Dilanjutkan bahwa tujuan-tujuan syariah dalam ekonomi juga diatur dalam kaitannya dengan maqashid syariah. Sebagaimana aspek-aspek lain dalam kehidupan masyarakat, dalam hukum-hukum Islam yang mengatur perekonomian juga memiliki tujuan dan hikmah.

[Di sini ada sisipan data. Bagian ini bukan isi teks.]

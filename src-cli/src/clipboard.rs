//! System clipboard access through the platform's copy utility

use std::io::{self, Write};
use std::process::{Command, Stdio};

pub trait Clipboard {
    fn copy(&self, text: &str) -> io::Result<()>;
}

/// Pipes text into the first clipboard utility that works
pub struct SystemClipboard;

#[cfg(target_os = "macos")]
const CANDIDATES: &[(&str, &[&str])] = &[("pbcopy", &[])];

#[cfg(target_os = "windows")]
const CANDIDATES: &[(&str, &[&str])] = &[("clip", &[])];

#[cfg(not(any(target_os = "macos", target_os = "windows")))]
const CANDIDATES: &[(&str, &[&str])] = &[
    ("wl-copy", &[]),
    ("xclip", &["-selection", "clipboard"]),
    ("xsel", &["--clipboard", "--input"]),
];

impl Clipboard for SystemClipboard {
    fn copy(&self, text: &str) -> io::Result<()> {
        let mut last_error = None;

        for (program, args) in CANDIDATES {
            match pipe_to(program, args, text) {
                Ok(()) => {
                    tracing::debug!(program, "Copied to clipboard");
                    return Ok(());
                }
                Err(e) => {
                    tracing::debug!(program, error = %e, "Clipboard utility failed");
                    last_error = Some(e);
                }
            }
        }

        Err(last_error.unwrap_or_else(|| {
            io::Error::new(io::ErrorKind::NotFound, "no clipboard utility available")
        }))
    }
}

fn pipe_to(program: &str, args: &[&str], text: &str) -> io::Result<()> {
    let mut child = Command::new(program)
        .args(args)
        .stdin(Stdio::piped())
        .stdout(Stdio::null())
        .stderr(Stdio::null())
        .spawn()?;

    // stdin is dropped before waiting so the utility sees end of input
    let written = match child.stdin.take() {
        Some(mut stdin) => stdin.write_all(text.as_bytes()),
        None => Ok(()),
    };

    // Always reap the child, even when it stopped reading early
    let status = child.wait()?;
    if !status.success() {
        return Err(io::Error::other(format!("{program} exited with {status}")));
    }
    written?;

    Ok(())
}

Tujuan dan hikmah dalam sistem ekonomi adalah:

  • Perputaran atau sirkulasi (al tadaawul)
  • Jelas atau legal (al wudluuh),
  • Keadilan dalam harta (al adl fil al amwaal)
  • Terpeliharanya harta dengan menghindarkan dari kedzaliman.

Dalam tujuan sirkulasi, hendaknya harta atau modal yang dimiliki seseorang mengalami perputaran di tengah masyarakat dengan jalan infaq (belanja), baik infak konsumsi, produksi, investasi maupun donasi. Tujuan jelas dan legal, ditujukan agar harta atau faktor produksi yang dimiliki oleh seseorang itu terhindar dari peluang adanya pertikaian dan perselisihan, sehingga harta tersebut mesti jelas statusnya dan legal kepemilikannya. Tujuan keadilan dalam harta adalah agar manusia menginfakkan harta tersebut melalui konsumsi, produksi investasi maupun donasi, dan menghindarkan diri dari perbuatan berlebihan atau infak yang diharamkan oleh agama. Tujuan terpeliharanya harta dengan menghindarkan dari kezaliman adalah melarang orang lain mengambil atau berbuat zalim atas harta seseorang yang berakibat terjadinya kerusakan atau hilangnya harta itu .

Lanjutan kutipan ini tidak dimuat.